# Part 3: Awkward Array

In [1]:
import awkward as ak

In [2]:
sam_raimi_movies = ak.Array([
    {"movie": "Evil Dead", "year": 1981, "actors":
        ["Bruce Campbell", "Ellen Sandweiss", "Richard DeManincor", "Betsy Baker"]
    },
    {"movie": "Darkman", "year": 1900, "actors":
        ["Liam Neeson", "Frances McDormand", "Larry Drake", "Bruce Campbell"]
    },
    {"movie": "Army of Darkness", "year": 1992, "actors":
        ["Bruce Campbell", "Embeth Davidtz", "Marcus Gilbert", "Bridget Fonda",
         "Ted Raimi", "Patricia Tallman"]
    },
    {"movie": "A Simple Plan", "year": 1998, "actors":
        ["Bill Paxton", "Billy Bob Thornton", "Bridget Fonda", "Brent Briscoe"]
    },
    {"movie": "Spider-Man 2", "year": 2004, "actors":
        ["Tobey Maguire", "Kristen Dunst", "Alfred Molina", "James Franco",
         "Rosemary Harris", "J.K. Simmons", "Stan Lee", "Bruce Campbell"]
    },
    {"movie": "Drag Me to Hell", "year": 2009, "actors":
        ["Alison Lohman", "Justin Long", "Lorna Raver", "Dileep Rao", "David Paymer"]
    }
])

## Task: Which movies do not contain "Bruce Campbell" as an actor?

In [3]:
# find movies without Bruce Campbell
is_bruce_campbell = (sam_raimi_movies["actors"] == "Bruce Campbell")

# select movies where Bruce Campbell is _not_ in the actors list
all_not_bruce_campbell = ak.all(~is_bruce_campbell, axis=1)

# get movies without Bruce Campbell
movies_without_bruce_campbell = sam_raimi_movies[all_not_bruce_campbell]

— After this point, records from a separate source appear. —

//! VoxelBuffer - dual-contoured mesh for one leaf cell.

use glam::Vec3;

use crate::attribute::MaterialDef;
use crate::octree::Box3;

/// Up to four materials blend at one vertex.
pub const MATERIAL_SLOTS: usize = 4;

#[derive(Clone, Copy, PartialEq, Debug)]
pub struct VoxelVertex {
  pub position: Vec3,
  /// Averaged Hermite normal, unit length when any edge contributed.
  pub normal: Vec3,
  pub color: [u8; 3],
  /// Material table indices, 0 = unused slot.
  pub materials: [u8; MATERIAL_SLOTS],
  /// Blend weights parallel to `materials`, summing to 255 when any slot
  /// is used.
  pub material_weights: [u8; MATERIAL_SLOTS],
}

/// One quad per surface-crossing lattice edge, four indices each, wound
/// toward the outside of the surface.
#[derive(Clone, PartialEq, Debug, Default)]
pub struct VoxelBuffer {
  pub translation: Vec3,
  pub scale: f32,
  pub vertices: Vec<VoxelVertex>,
  pub indices: Vec<u32>,
  pub materials: Vec<MaterialDef>,
}

impl VoxelBuffer {
  pub fn bounds(&self) -> Box3 {
    Box3::cube(self.translation, self.scale)
  }

  pub fn quad_count(&self) -> usize {
    self.indices.len() / 4
  }

  pub fn is_empty(&self) -> bool {
    self.indices.is_empty()
  }
}
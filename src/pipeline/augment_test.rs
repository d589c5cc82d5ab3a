use std::sync::{Arc, RwLock};
use std::time::Duration;

use glam::Vec3;

use crate::attribute::{
  AttributeRegistry, AttributeValue, HeightPayload, VoxelColorPayload, VoxelHermitePayload,
  HERMITE_EDGES_PER_POINT,
};
use crate::contour::hermite::pack;
use crate::heightfield::heightfield_height;
use crate::octree::{Box3, MetavoxelTree};

use super::*;

/// Tree of size 64 with root heightfield data and one voxel leaf holding a
/// single inside lattice corner.
fn sample_tree() -> (MetavoxelTree, AttributeRegistry) {
  let registry = AttributeRegistry::with_standard_channels();
  let mut tree = MetavoxelTree::new(64.0);
  let bounds = tree.bounds();
  tree.set(
    AttributeRegistry::HEIGHT,
    &bounds,
    AttributeValue::Height(Arc::new(HeightPayload {
      width: 8,
      contents: vec![51; 64],
    })),
  );

  let voxel_cell = Box3::cube(Vec3::splat(-32.0), 32.0);
  let mut colors = vec![[0u8; 4]; 8];
  colors[0] = [255, 0, 0, 255];
  let mut hermite = vec![0u32; 8 * HERMITE_EDGES_PER_POINT];
  hermite[0] = pack(Vec3::X, 0.5);
  hermite[1] = pack(Vec3::Y, 0.5);
  hermite[2] = pack(Vec3::Z, 0.5);
  tree.set(
    AttributeRegistry::VOXEL_COLOR,
    &voxel_cell,
    AttributeValue::VoxelColor(Arc::new(VoxelColorPayload::new(2, colors))),
  );
  tree.set(
    AttributeRegistry::VOXEL_HERMITE,
    &voxel_cell,
    AttributeValue::VoxelHermite(Arc::new(VoxelHermitePayload::new(2, hermite))),
  );
  (tree, registry)
}

#[test]
fn test_augment_builds_both_derived_channels() {
  let (tree, registry) = sample_tree();
  let output = augment(&tree, &registry, None, Lod::INVALID);
  assert_eq!(output.stats.heightfield_patches, 1);
  assert_eq!(output.stats.voxel_leaves, 1);

  // The source tree is untouched.
  assert!(tree
    .value_at(AttributeRegistry::HEIGHTFIELD_BUFFER, Vec3::ZERO)
    .is_empty());

  let height = heightfield_height(&output.tree, &registry, Vec3::new(3.0, 0.0, -7.0)).unwrap();
  assert!((height - (-32.0 + 51.0 / 255.0 * 64.0)).abs() < 1e-4);

  let mesh = output
    .tree
    .value_at(AttributeRegistry::VOXEL_BUFFER, Vec3::splat(-16.0))
    .as_voxel_buffer()
    .cloned()
    .unwrap();
  assert_eq!(mesh.translation, Vec3::splat(-32.0));
  assert_eq!(mesh.scale, 32.0);
  assert_eq!(mesh.vertices.len(), 1);
}

#[test]
fn test_augment_is_idempotent() {
  let (tree, registry) = sample_tree();
  let first = augment(&tree, &registry, None, Lod::INVALID);
  let second = augment(&first.tree, &registry, None, Lod::INVALID);

  let point = Vec3::new(-5.0, 0.0, 11.0);
  let a = heightfield_height(&first.tree, &registry, point).unwrap();
  let b = heightfield_height(&second.tree, &registry, point).unwrap();
  assert_eq!(a, b);
}

#[test]
fn test_worker_round_trip() {
  let (tree, registry) = sample_tree();
  let shared: SharedTree = Arc::new(RwLock::new(tree));
  let mut worker = AugmentWorker::new(Arc::new(registry));

  assert!(worker.start(snapshot(&shared), None, Lod::INVALID));
  assert!(worker.is_busy());
  // A second job cannot be queued until the first is polled off.
  assert!(!worker.start(snapshot(&shared), None, Lod::INVALID));

  let mut output = None;
  for _ in 0..400 {
    if let Some(finished) = worker.poll() {
      output = Some(finished);
      break;
    }
    std::thread::sleep(Duration::from_millis(5));
  }
  let output = output.expect("augmentation did not finish");
  assert!(!worker.is_busy());

  publish(&shared, output.tree);
  let registry = AttributeRegistry::with_standard_channels();
  let published = snapshot(&shared);
  assert!(heightfield_height(&published, &registry, Vec3::ZERO).is_some());
}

movies_without_bruce_campbell.show(all=True)

type: 2 * {
    movie: string,
    year: int64,
    actors: var * string
}
nbytes: 907 B
backend: cpu
[{movie: 'A Simple Plan', year: 1998, actors: [...]},
 {movie: 'Drag Me to Hell', year: 2009, actors: [...]}]


---

## Bonus tasks: Bollywood Movies

In [4]:
import awkward as ak
import pyarrow as pa
import pyarrow.csv

In [5]:
# DO NOT MODIFY THIS CELL
convert_options = pyarrow.csv.ConvertOptions(
    null_values=["NA", "N/A"],
    strings_can_be_null=True,

)
table = pyarrow.csv.read_csv("data/BollywoodMovieDetail.csv", convert_options=convert_options)

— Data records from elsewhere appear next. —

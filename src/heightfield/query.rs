//! Point and ray queries against stitched heightfield buffers.

use glam::Vec3;

use crate::attribute::{AttributeId, AttributeRegistry, AttributeValue};
use crate::octree::{Box3, MetavoxelTree};
use crate::traverse::{order_for_direction, walk, CellInfo, Visit, Visitor, REVERSE_ORDER};

use super::buffer::{HeightfieldBuffer, HEIGHT_BORDER};

/// World height of the terrain surface under `location`, if any buffer has
/// data there. Later-written (deeper, higher-octant) buffers win, so the
/// walk runs in reverse octant order and stops at the first answer.
pub fn heightfield_height(
  tree: &MetavoxelTree,
  registry: &AttributeRegistry,
  location: Vec3,
) -> Option<f32> {
  let mut visitor = HeightVisitor {
    inputs: [AttributeRegistry::HEIGHTFIELD_BUFFER],
    location,
    height: None,
  };
  walk(tree, registry, &mut visitor);
  visitor.height
}

struct HeightVisitor {
  inputs: [AttributeId; 1],
  location: Vec3,
  height: Option<f32>,
}

impl Visitor for HeightVisitor {
  fn inputs(&self) -> &[AttributeId] {
    &self.inputs
  }

  fn visit(&mut self, info: &CellInfo, _outputs: &mut [AttributeValue]) -> Visit {
    let bounds = info.bounds();
    if self.location.x < bounds.minimum.x
      || self.location.x > bounds.maximum.x
      || self.location.z < bounds.minimum.z
      || self.location.z > bounds.maximum.z
    {
      return Visit::Stop;
    }
    if !info.is_leaf {
      return Visit::Descend(REVERSE_ORDER);
    }
    let Some(buffer) = info.inputs[0].as_heightfield_buffer() else {
      return Visit::Stop;
    };
    match buffer.interpolated_height(self.location.x, self.location.z) {
      Some(height) => {
        self.height = Some(height);
        Visit::ShortCircuit
      }
      None => Visit::Stop,
    }
  }
}

/// Distance along `direction` to the first heightfield surface hit, or None.
/// Cells are visited front to back for the given direction, so the first
/// triangle hit is the nearest one.
pub fn first_ray_heightfield_intersection(
  tree: &MetavoxelTree,
  registry: &AttributeRegistry,
  origin: Vec3,
  direction: Vec3,
) -> Option<f32> {
  let mut visitor = RayVisitor {
    inputs: [AttributeRegistry::HEIGHTFIELD_BUFFER],
    origin,
    direction,
    order: order_for_direction(direction),
    distance: None,
  };
  walk(tree, registry, &mut visitor);
  visitor.distance
}

struct RayVisitor {
  inputs: [AttributeId; 1],
  origin: Vec3,
  direction: Vec3,
  order: [u8; 8],
  distance: Option<f32>,
}

impl Visitor for RayVisitor {
  fn inputs(&self) -> &[AttributeId] {
    &self.inputs
  }

  fn visit(&mut self, info: &CellInfo, _outputs: &mut [AttributeValue]) -> Visit {
    let bounds = info.bounds();
    if bounds.find_ray_intersection(self.origin, self.direction).is_none() {
      return Visit::Stop;
    }
    if !info.is_leaf {
      return Visit::Descend(self.order);
    }
    let Some(buffer) = info.inputs[0].as_heightfield_buffer() else {
      return Visit::Stop;
    };
    match ray_buffer_intersection(buffer, self.origin, self.direction) {
      Some(distance) => {
        self.distance = Some(distance);
        Visit::ShortCircuit
      }
      None => Visit::Stop,
    }
  }
}

const MARCH_EPS: f32 = 1e-4;

/// March the ray across the raster cells of one buffer, testing the two
/// triangles of each cell it crosses.
fn ray_buffer_intersection(
  buffer: &HeightfieldBuffer,
  origin: Vec3,
  direction: Vec3,
) -> Option<f32> {
  let bounds = buffer.unextended_bounds();
  let entry = bounds.find_ray_intersection(origin, direction)?;
  let exit = ray_exit(&bounds, origin, direction);

  let increment = buffer.increment();
  let translation = buffer.translation();
  let last_cell = (buffer.height_size() - 2) as i32;

  let cell_of = |t: f32| -> (i32, i32) {
    let p = origin + direction * t;
    let rx = (p.x - translation.x) / increment + HEIGHT_BORDER as f32;
    let rz = (p.z - translation.z) / increment + HEIGHT_BORDER as f32;
    (
      (rx.floor() as i32).clamp(0, last_cell),
      (rz.floor() as i32).clamp(0, last_cell),
    )
  };

  let mut t = entry;
  loop {
    let (ix, iz) = cell_of(t + MARCH_EPS);
    if let Some(hit) = test_cell(buffer, ix as usize, iz as usize, origin, direction) {
      if hit >= entry - MARCH_EPS {
        return Some(hit);
      }
    }
    // Advance to the next x or z grid line crossed by the ray.
    let next = |axis_origin: f32, o: f32, d: f32| -> f32 {
      if d.abs() < f32::EPSILON {
        return f32::INFINITY;
      }
      let r = (o + d * t - axis_origin) / increment + HEIGHT_BORDER as f32;
      let boundary = if d > 0.0 { r.floor() + 1.0 } else { r.ceil() - 1.0 };
      let world = axis_origin + (boundary - HEIGHT_BORDER as f32) * increment;
      (world - o) / d
    };
    let step = next(translation.x, origin.x, direction.x)
      .min(next(translation.z, origin.z, direction.z));
    if !step.is_finite() || step <= t + MARCH_EPS {
      return None;
    }
    t = step;
    if t > exit + MARCH_EPS {
      return None;
    }
  }
}

fn ray_exit(bounds: &Box3, origin: Vec3, direction: Vec3) -> f32 {
  let mut t_max = f32::INFINITY;
  for axis in 0..3 {
    let d = direction[axis];
    if d.abs() < f32::EPSILON {
      continue;
    }
    let inv = 1.0 / d;
    let t0 = (bounds.minimum[axis] - origin[axis]) * inv;
    let t1 = (bounds.maximum[axis] - origin[axis]) * inv;
    t_max = t_max.min(t0.max(t1));
  }
  t_max
}

/// Test both triangles of raster cell (ix, iz); corners holding the "no
/// data" sentinel make their triangle a miss.
fn test_cell(
  buffer: &HeightfieldBuffer,
  ix: usize,
  iz: usize,
  origin: Vec3,
  direction: Vec3,
) -> Option<f32> {
  let height_size = buffer.height_size();
  if ix + 1 >= height_size || iz + 1 >= height_size {
    return None;
  }
  let increment = buffer.increment();
  let translation = buffer.translation();
  let corner = |cx: usize, cz: usize| -> Option<Vec3> {
    let value = buffer.height()[cz * height_size + cx];
    if value == 0 {
      return None;
    }
    Some(Vec3::new(
      translation.x + (cx as f32 - HEIGHT_BORDER as f32) * increment,
      buffer.world_height(value as f32),
      translation.z + (cz as f32 - HEIGHT_BORDER as f32) * increment,
    ))
  };
  let upper_left = corner(ix, iz);
  let upper_right = corner(ix + 1, iz);
  let lower_left = corner(ix, iz + 1);
  let lower_right = corner(ix + 1, iz + 1);

  let mut nearest: Option<f32> = None;
  if let (Some(a), Some(b), Some(c)) = (upper_left, upper_right, lower_right) {
    nearest = ray_triangle_intersection(origin, direction, a, b, c);
  }
  if let (Some(a), Some(b), Some(c)) = (upper_left, lower_right, lower_left) {
    if let Some(hit) = ray_triangle_intersection(origin, direction, a, b, c) {
      nearest = Some(match nearest {
        Some(current) => current.min(hit),
        None => hit,
      });
    }
  }
  nearest
}

/// Moller-Trumbore, double sided.
fn ray_triangle_intersection(origin: Vec3, direction: Vec3, a: Vec3, b: Vec3, c: Vec3) -> Option<f32> {
  let edge1 = b - a;
  let edge2 = c - a;
  let p = direction.cross(edge2);
  let determinant = edge1.dot(p);
  if determinant.abs() < 1e-8 {
    return None;
  }
  let inv = 1.0 / determinant;
  let s = origin - a;
  let u = s.dot(p) * inv;
  if !(-MARCH_EPS..=1.0 + MARCH_EPS).contains(&u) {
    return None;
  }
  let q = s.cross(edge1);
  let v = direction.dot(q) * inv;
  if v < -MARCH_EPS || u + v > 1.0 + MARCH_EPS {
    return None;
  }
  let t = edge2.dot(q) * inv;
  if t < 0.0 {
    return None;
  }
  Some(t)
}

#[cfg(test)]
#[path = "query_test.rs"]
mod query_test;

movies = ak.from_arrow(table)

def split_and_trim(s):
    return ak.str.ltrim_whitespace(ak.str.rtrim_whitespace(ak.str.split_pattern(s, pattern="|")))

# table preparation
movies["genre"] = split_and_trim(movies.genre)
movies["writers"] = split_and_trim(movies.writers)
movies["actors"] = split_and_trim(movies.actors)
movies["directors"] = split_and_trim(movies.directors)

# fix releaseDate
movies["releaseDate"] = ak.str.replace_substring(movies.releaseDate, pattern=",", replacement=" ")
releaseDate = pyarrow.compute.strptime(ak.to_arrow(movies["releaseDate"], extensionarray=False), format="%d %b %Y", unit="s")

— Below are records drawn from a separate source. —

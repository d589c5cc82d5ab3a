//! Benchmarks for the two extraction passes - dual contouring of a sphere
//! lattice and heightfield stitching over a split tree.

use std::sync::Arc;

use criterion::{black_box, criterion_group, criterion_main, BenchmarkId, Criterion, Throughput};
use glam::Vec3;

use voxel_terrain::attribute::{AttributeRegistry, AttributeValue, HeightPayload};
use voxel_terrain::attribute::{VoxelColorPayload, VoxelHermitePayload, HERMITE_EDGES_PER_POINT};
use voxel_terrain::contour::extract_voxel_buffer;
use voxel_terrain::heightfield::build_buffers;
use voxel_terrain::octree::{Box3, MetavoxelTree};
use voxel_terrain::traverse::Lod;

/// Sphere of radius n/3 centered in an n-point lattice, with Hermite
/// samples on every crossing edge.
fn sphere_lattice(n: usize) -> (VoxelColorPayload, VoxelHermitePayload) {
  let center = Vec3::splat((n - 1) as f32 * 0.5);
  let radius = n as f32 / 3.0;
  let inside = |x: usize, y: usize, z: usize| {
    Vec3::new(x as f32, y as f32, z as f32).distance(center) < radius
  };

  let mut colors = vec![[0u8; 4]; n * n * n];
  let mut hermite = vec![0u32; n * n * n * HERMITE_EDGES_PER_POINT];
  for z in 0..n {
    for y in 0..n {
      for x in 0..n {
        let i = (z * n + y) * n + x;
        if inside(x, y, z) {
          colors[i] = [160, 150, 140, 255];
        }
        for axis in 0..3 {
          let mut to = [x, y, z];
          to[axis] += 1;
          if to[axis] >= n {
            continue;
          }
          if inside(x, y, z) == inside(to[0], to[1], to[2]) {
            continue;
          }
          let point = Vec3::new(x as f32, y as f32, z as f32);
          let normal = (point - center).normalize_or_zero();
          hermite[i * HERMITE_EDGES_PER_POINT + axis] =
            voxel_terrain::contour::hermite::pack(normal, 0.5);
        }
      }
    }
  }
  (VoxelColorPayload::new(n, colors), VoxelHermitePayload::new(n, hermite))
}

fn bench_contour(c: &mut Criterion) {
  let mut group = c.benchmark_group("contour_sphere");
  for n in [16usize, 32] {
    let (color, hermite) = sphere_lattice(n);
    group.throughput(Throughput::Elements((n * n * n) as u64));
    group.bench_function(BenchmarkId::from_parameter(n), |b| {
      b.iter(|| {
        let buffer = extract_voxel_buffer(Vec3::ZERO, 32.0, &color, None, &hermite);
        black_box(buffer.vertices.len())
      })
    });
  }
  group.finish();
}

/// Tree of size 64 with one height raster per lower octant.
fn split_tree(width: usize) -> MetavoxelTree {
  let mut tree = MetavoxelTree::new(64.0);
  for octant in [0usize, 1, 4, 5] {
    let minimum = Vec3::new(
      if octant & 1 != 0 { 0.0 } else { -32.0 },
      -32.0,
      if octant & 4 != 0 { 0.0 } else { -32.0 },
    );
    let contents = (0..width * width).map(|i| (i % 254 + 1) as u8).collect();
    tree.set(
      AttributeRegistry::HEIGHT,
      &Box3::cube(minimum, 32.0),
      AttributeValue::Height(Arc::new(HeightPayload { width, contents })),
    );
  }
  tree
}

fn bench_stitch(c: &mut Criterion) {
  let registry = AttributeRegistry::with_standard_channels();
  let mut group = c.benchmark_group("stitch_four_patches");
  for width in [32usize, 64] {
    let tree = split_tree(width);
    group.throughput(Throughput::Elements((width * width * 4) as u64));
    group.bench_function(BenchmarkId::from_parameter(width), |b| {
      b.iter(|| {
        let mut scratch = tree.clone();
        black_box(build_buffers(&mut scratch, &registry, Lod::INVALID))
      })
    });
  }
  group.finish();
}

criterion_group!(benches, bench_contour, bench_stitch);
criterion_main!(benches);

movies["releaseDate"] = ak.from_arrow(releaseDate)

movies.show(all=True)

type: 1284 * {
    imdbId: ?string,
    title: ?string,
    releaseYear: ?int64,
    releaseDate: ?datetime64[s],
    genre: option[var * string],
    writers: option[var * string],
    actors: option[var * string],
    directors: option[var * string],
    sequel: ?string,
    hitFlop: ?int64
}
nbytes: 329.7 kB
backend: cpu
[{imdbId: 'tt0118578', title: 'Albela', releaseYear: 2001, ...},
 {imdbId: 'tt0169102', title: 'Lagaan: Once Upon a Time in India', ...},
 {imdbId: 'tt0187279', title: 'Meri Biwi Ka Jawab Nahin', ...},
 {imdbId: 'tt0222024', title: 'Hum Tumhare Hain Sanam', releaseYear: 2002, ...},
 {imdbId: 'tt0227194', title: 'One 2 Ka 4', releaseYear: 2001, ...},
 {imdbId: 'tt0238936', title: 'Devdas', releaseYear: 2002, ...},
 {imdbId: 'tt0247911', title: 'Aap Mujhe Achche Lagne Lage', ...},
 {imdbId: 'tt0248126', title: 'Kabhi Khushi Kabhie Gham...', ...},
 {imdbId: 'tt0248216', title: 'Na Tum Jaano Na Hum', releaseYear: 2002, ...},
 {imdbId: 'tt0248617', title: 'Yaadein...', r

## Bollywood movie statistics

(use the awkward documentation: https://awkward-array.org/doc/main/index.html)

Your tasks:
1. What's the movie that was closest released _after_ Jan 1, 2000?
2. What's the "Comedy" movie with the most writers?
3. How many writers are there on average in the "Adventure" and "Romance" genre?

In [6]:
# Task 1:
# select movies released after year 2000
movies_after_2000 = movies[movies.releaseYear > 2000]
# sort them by release date (ascending)
indices = ak.argsort(movies_after_2000.releaseDate, ascending=True)
# select the closest one
closest_movie_after_2000 = movies_after_2000[indices[0]]

print(f"Movie closest released after Jan 1, 2000: '{closest_movie_after_2000['title']}' (release date: {closest_movie_after_2000['releaseDate']})")

Movie closest released after Jan 1, 2000: 'Farz' (release date: 2001-01-12T00:00:00)


In [7]:
# Task 2:
# find comedy movies
is_comedy = ak.any(movies.genre == "Comedy", axis=-1)
comedy_movies = movies[is_comedy]

# count number of writers per comedy movie
n_writers = ak.num(comedy_movies.writers, axis=-1)
max_n_writers = ak.max(n_writers)

# select comedy movie(s) with most writers
comedy_with_most_writers = ak.drop_none(comedy_movies[n_writers == max_n_writers])

print("Comedy movie(s) with most writers:", comedy_with_most_writers['title'])

Comedy movie(s) with most writers: ['EMI: Liya Hai To Chukana Padega']


In [8]:
# Task 3:
for genre in "Adventure", "Romance":
    # select movies in this genre
    mask = ak.any(movies.genre == genre, axis=-1)
    movies_in_genre = movies[mask]

    # compute average number of writers
    n_writers = ak.mean(ak.num(movies_in_genre.writers, axis=-1))
    
    print(f"Genre: {genre}, Number of writers (on avg): {n_writers}")

Genre: Adventure, Number of writers (on avg): 3.542372881355932
Genre: Romance, Number of writers (on avg): 2.86